## What you are asked to do
Give back a single figure: the number of lines in the entries below that contain "Overlay".

Supplied records: Begin

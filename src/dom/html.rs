//! Static HTML to DOM tree conversion
//!
//! Used for saved pages and fixtures. Live form state is derived from markup
//! the way a freshly loaded page would expose it.

use crate::dom::element::ElementNode;
use crate::dom::tree::DomTree;
use scraper::{ElementRef, Html, Node};

/// Parse an HTML document into a snapshot root
pub fn parse_html(html: &str) -> ElementNode {
    let document = Html::parse_document(html);
    let mut root = convert_element(document.root_element());
    root.simplify();
    apply_form_state(&mut root);
    root
}

/// Parse an HTML document into a [`DomTree`]
pub fn parse_document(html: &str) -> DomTree {
    DomTree::new(parse_html(html))
}

fn convert_element(element: ElementRef<'_>) -> ElementNode {
    let value = element.value();
    let mut node = ElementNode::new(value.name());

    for (key, attr) in value.attrs() {
        node.add_attribute(key, attr);
    }

    for child in element.children() {
        match child.value() {
            Node::Text(text) => node.add_child(ElementNode::text(&*text.text)),
            Node::Element(_) => {
                if let Some(child_element) = ElementRef::wrap(child) {
                    node.add_child(convert_element(child_element));
                }
            }
            _ => {}
        }
    }

    node
}

fn is_hidden_by_markup(node: &ElementNode) -> bool {
    if node.get_attribute("hidden").is_some() {
        return true;
    }
    node.get_attribute("style")
        .map(|style| {
            let compact: String = style.chars().filter(|c| !c.is_whitespace()).collect();
            let compact = compact.to_ascii_lowercase();
            compact.contains("display:none") || compact.contains("visibility:hidden")
        })
        .unwrap_or(false)
}

fn subtree_text(node: &ElementNode) -> String {
    if node.is_text() {
        return node.text_content.clone().unwrap_or_default();
    }
    node.children.iter().map(subtree_text).collect()
}

fn apply_form_state(node: &mut ElementNode) {
    node.is_visible = !is_hidden_by_markup(node);

    if node.is_tag("input") {
        node.value = Some(node.get_attribute("value").cloned().unwrap_or_default());
        node.checked = node.get_attribute("checked").is_some();
    } else if node.is_tag("textarea") {
        node.value = Some(subtree_text(node));
    } else if node.is_tag("option") {
        node.selected = node.get_attribute("selected").is_some();
    }

    for child in &mut node.children {
        apply_form_state(child);
    }

    if node.is_tag("select") {
        let options: Vec<&ElementNode> = collect_options(node);
        let chosen = options
            .iter()
            .find(|o| o.selected)
            .or_else(|| options.first())
            .map(|o| {
                o.get_attribute("value")
                    .cloned()
                    .unwrap_or_else(|| subtree_text(o).trim().to_string())
            });
        node.value = chosen;
    }
}

fn collect_options(node: &ElementNode) -> Vec<&ElementNode> {
    let mut out = Vec::new();
    for child in &node.children {
        if child.is_tag("option") {
            out.push(child);
        } else if child.is_tag("optgroup") {
            out.extend(collect_options(child));
        }
    }
    out
}

#[cfg(test)]
mod tests {
    use super::*;

    #[test]
    fn test_parse_structure() {
        let tree = parse_document(
            r#"<html><head><title>Quiz</title><script>var x = 1;</script></head>
            <body><div class="que multianswer" id="question-9-2"><span class="qno">2</span></div></body></html>"#,
        );

        let question = tree.find_first(tree.root(), |e| e.has_class("que")).unwrap();
        assert_eq!(tree.element(question).id().map(String::as_str), Some("question-9-2"));
        assert!(tree.find_first(tree.root(), |e| e.is_tag("script")).is_none());

        let title = tree.find_first(tree.root(), |e| e.is_tag("title")).unwrap();
        assert_eq!(tree.text_content(title), "Quiz");
    }

    #[test]
    fn test_form_state_from_markup() {
        let tree = parse_document(
            r#"<body>
            <input type="text" id="t" value="paris">
            <input type="radio" id="r" checked>
            <textarea id="ta">long answer</textarea>
            <select id="s"><option value="a">A</option><option value="b" selected>B</option></select>
            <span id="h" style="display: none">gone</span>
            </body>"#,
        );

        let value_of = |id: &str| tree.element(tree.element_by_id(id).unwrap()).value.clone();
        assert_eq!(value_of("t").as_deref(), Some("paris"));
        assert_eq!(value_of("ta").as_deref(), Some("long answer"));
        assert_eq!(value_of("s").as_deref(), Some("b"));
        assert!(tree.element(tree.element_by_id("r").unwrap()).checked);
        assert!(!tree.element(tree.element_by_id("h").unwrap()).is_visible);
    }

    #[test]
    fn test_select_defaults_to_first_option() {
        let tree = parse_document(r#"<select id="s"><option>First</option><option>Second</option></select>"#);
        let select = tree.element_by_id("s").unwrap();
        assert_eq!(tree.element(select).value.as_deref(), Some("First"));
    }
}
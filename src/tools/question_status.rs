use crate::error::Result;
use crate::quiz::classifier;
use crate::quiz::locator::locate_active_question;
use crate::quiz::page::detect_quiz_name;
use crate::tools::{Tool, ToolContext, ToolResult};
use schemars::JsonSchema;
use serde::{Deserialize, Serialize};

/// Parameters for the question_status tool
#[derive(Debug, Clone, Default, Serialize, Deserialize, JsonSchema)]
pub struct QuestionStatusParams {}

/// Report the active question, its number and whether a preset exists
#[derive(Default)]
pub struct QuestionStatusTool;

impl Tool for QuestionStatusTool {
    type Params = QuestionStatusParams;

    fn name(&self) -> &str {
        "question_status"
    }

    fn execute_typed(&self, _params: QuestionStatusParams, context: &mut ToolContext) -> Result<ToolResult> {
        let page = context.page_context()?;
        let repository = context.repository()?;
        context.restore_active_quiz(&repository)?;

        let tree = context.snapshot()?;
        let presets = repository.load_or_empty();
        let status = context.session.status(&tree, &presets);
        let question_type = locate_active_question(&tree).map(|question| classifier::question_type(&tree, question));

        Ok(ToolResult::success_with(serde_json::json!({
            "message": status.message(),
            "status": status,
            "question_type": question_type,
            "page_type": page.page_type,
            "page_quiz_name": detect_quiz_name(&tree),
            "active_quiz": context.session.active_quiz(),
        })))
    }
}
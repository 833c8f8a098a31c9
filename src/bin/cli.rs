//! Quiz autofill command line
//!
//! Runs one quiz tool against a live Chrome tab or a saved HTML page and
//! prints the result as JSON.

use anyhow::{Context, bail};
use clap::{Args, Parser, Subcommand};
use log::{debug, info};
use quiz_autofill::browser::{BrowserSession, ConnectionOptions, LaunchOptions};
use quiz_autofill::config::AutofillConfig;
use quiz_autofill::quiz::{QuizPage, QuizSession, StaticPage};
use quiz_autofill::store::FileStore;
use quiz_autofill::tools::{ToolContext, ToolRegistry};
use serde_json::{Value, json};
use std::fs;
use std::path::PathBuf;

#[derive(Parser)]
#[command(name = "quiz-autofill")]
#[command(version)]
#[command(about = "Remember quiz review answers and replay them into quiz attempts", long_about = None)]
struct Cli {
    /// Page to open; with --html, the address the saved page came from
    #[arg(long, global = true, value_name = "URL")]
    url: Option<String>,

    /// Work on a saved HTML page instead of a browser
    #[arg(long, global = true, value_name = "FILE")]
    html: Option<PathBuf>,

    /// Write the saved page's state as JSON after the command (with --html)
    #[arg(long, global = true, value_name = "FILE")]
    dump_state: Option<PathBuf>,

    /// Attach to a running browser through its DevTools WebSocket
    #[arg(long, global = true, value_name = "URL")]
    ws_endpoint: Option<String>,

    /// Persistent browser profile directory
    #[arg(long, global = true, value_name = "DIR")]
    user_data_dir: Option<PathBuf>,

    /// Directory holding stored presets
    #[arg(long, global = true, value_name = "DIR")]
    data_dir: Option<PathBuf>,

    /// Use this question number instead of the detected one
    #[arg(long, global = true, value_name = "N")]
    correct: Option<String>,

    /// Launch browser in headed mode (default: headless)
    #[arg(long, short = 'H', global = true)]
    headed: bool,

    #[command(subcommand)]
    command: Command,
}

#[derive(Subcommand, Debug)]
enum Command {
    /// Show the active question and whether a stored answer exists
    Status,
    /// Store every answer shown on a review page
    Extract(QuizArg),
    /// Print the stored answer text for the active question
    Load,
    /// Fill the active question from text, or from its stored answer
    Apply {
        /// Answer text as typed into the paste box
        text: Option<String>,
    },
    /// Store answer text for one question
    Save {
        question: String,
        text: String,
        #[arg(long)]
        quiz: Option<String>,
    },
    /// Override or clear the question number
    Correct {
        question: Option<String>,
        #[arg(long)]
        clear: bool,
    },
    /// Write stored quizzes to JSON files
    Export {
        #[arg(long)]
        quiz: Option<String>,
        #[arg(long)]
        all: bool,
        #[arg(long)]
        dir: Option<PathBuf>,
    },
    /// Load an exported preset file
    Import { path: PathBuf },
    /// Delete a stored answer, or a whole quiz
    Delete {
        #[arg(long)]
        quiz: Option<String>,
        #[arg(long)]
        question: Option<String>,
    },
    /// List stored quizzes, or the answers of one quiz
    List(QuizArg),
    /// Add type-to-fill inputs to drag-and-drop zones
    Overlay,
    /// Type into one drop zone and confirm
    Fill {
        place: u32,
        text: String,
        #[arg(long)]
        key: Option<String>,
    },
}

#[derive(Args, Debug)]
struct QuizArg {
    /// Quiz name
    #[arg(long)]
    quiz: Option<String>,
}

impl Command {
    fn tool_call(&self) -> (&'static str, Value) {
        match self {
            Command::Status => ("question_status", json!({})),
            Command::Extract(arg) => ("extract_answers", json!({ "quiz": arg.quiz })),
            Command::Load => ("auto_load", json!({})),
            Command::Apply { text } => ("apply_answers", json!({ "text": text })),
            Command::Save { question, text, quiz } => {
                ("save_answer", json!({ "question": question, "text": text, "quiz": quiz }))
            }
            Command::Correct { question, clear } => ("correct_question", json!({ "question": question, "clear": clear })),
            Command::Export { quiz, all, dir } => (
                "export_presets",
                json!({ "quiz": quiz, "all": all, "dir": dir.as_ref().map(|d| d.display().to_string()) }),
            ),
            Command::Import { path } => ("import_presets", json!({ "path": path.display().to_string() })),
            Command::Delete { quiz, question } => ("delete_preset", json!({ "quiz": quiz, "question": question })),
            Command::List(arg) => ("list_presets", json!({ "quiz": arg.quiz })),
            Command::Overlay => ("attach_overlay", json!({})),
            Command::Fill { place, text, key } => ("fill_zone", json!({ "place": place, "text": text, "key": key })),
        }
    }
}

enum Page {
    Static(StaticPage),
    Browser(BrowserSession),
}

impl Page {
    fn open(cli: &Cli, config: &AutofillConfig) -> anyhow::Result<Self> {
        if let Some(path) = &cli.html {
            let html = fs::read_to_string(path).with_context(|| format!("Failed to read {}", path.display()))?;
            let url = match &cli.url {
                Some(url) => url.clone(),
                None => {
                    let absolute = fs::canonicalize(path)?;
                    url::Url::from_file_path(&absolute)
                        .map(String::from)
                        .unwrap_or_else(|_| format!("file://{}", absolute.display()))
                }
            };
            debug!("Static page {} as {}", path.display(), url);
            return Ok(Page::Static(StaticPage::new(url, &html)));
        }

        let session = match &cli.ws_endpoint {
            Some(endpoint) => BrowserSession::connect(ConnectionOptions::new(endpoint))?,
            None => {
                let mut options = LaunchOptions::new().headless(config.headless);
                if let Some(dir) = &cli.user_data_dir {
                    options = options.user_data_dir(dir);
                }
                BrowserSession::launch(options)?
            }
        };
        Ok(Page::Browser(session))
    }

    fn as_quiz_page(&self) -> &dyn QuizPage {
        match self {
            Page::Static(page) => page,
            Page::Browser(session) => session,
        }
    }
}

fn main() -> anyhow::Result<()> {
    env_logger::Builder::from_env(env_logger::Env::default().default_filter_or("info")).init();
    let cli = Cli::parse();

    let mut config = AutofillConfig::from_env();
    if let Some(dir) = &cli.data_dir {
        config.data_dir = dir.clone();
    }
    if cli.headed {
        config.headless = false;
    }

    let page = Page::open(&cli, &config)?;
    let store = FileStore::new(config.data_dir.clone());
    let registry = ToolRegistry::with_defaults();
    let mut session = QuizSession::new();
    if let Some(question) = &cli.correct {
        session.correct_question(question)?;
    }

    let mut context = ToolContext::new(page.as_quiz_page(), &mut session, &store, &config);

    if let (Page::Browser(_), Some(url)) = (&page, &cli.url) {
        let opened = registry.execute("navigate", json!({ "url": url }), &mut context)?;
        if !opened.success {
            bail!(opened.error.unwrap_or_else(|| format!("Failed to open {}", url)));
        }
    }

    let (tool, params) = cli.command.tool_call();
    info!("Running {}", tool);
    let result = registry.execute(tool, params, &mut context)?;
    println!("{}", serde_json::to_string_pretty(&result)?);

    if let (Page::Static(static_page), Some(path)) = (&page, &cli.dump_state) {
        fs::write(path, static_page.to_json()?)?;
        info!("Page state written to {}", path.display());
    }

    if !result.success {
        bail!(result.error.unwrap_or_else(|| format!("{} failed", tool)));
    }
    Ok(())
}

Supplied records: End

## Answer box
2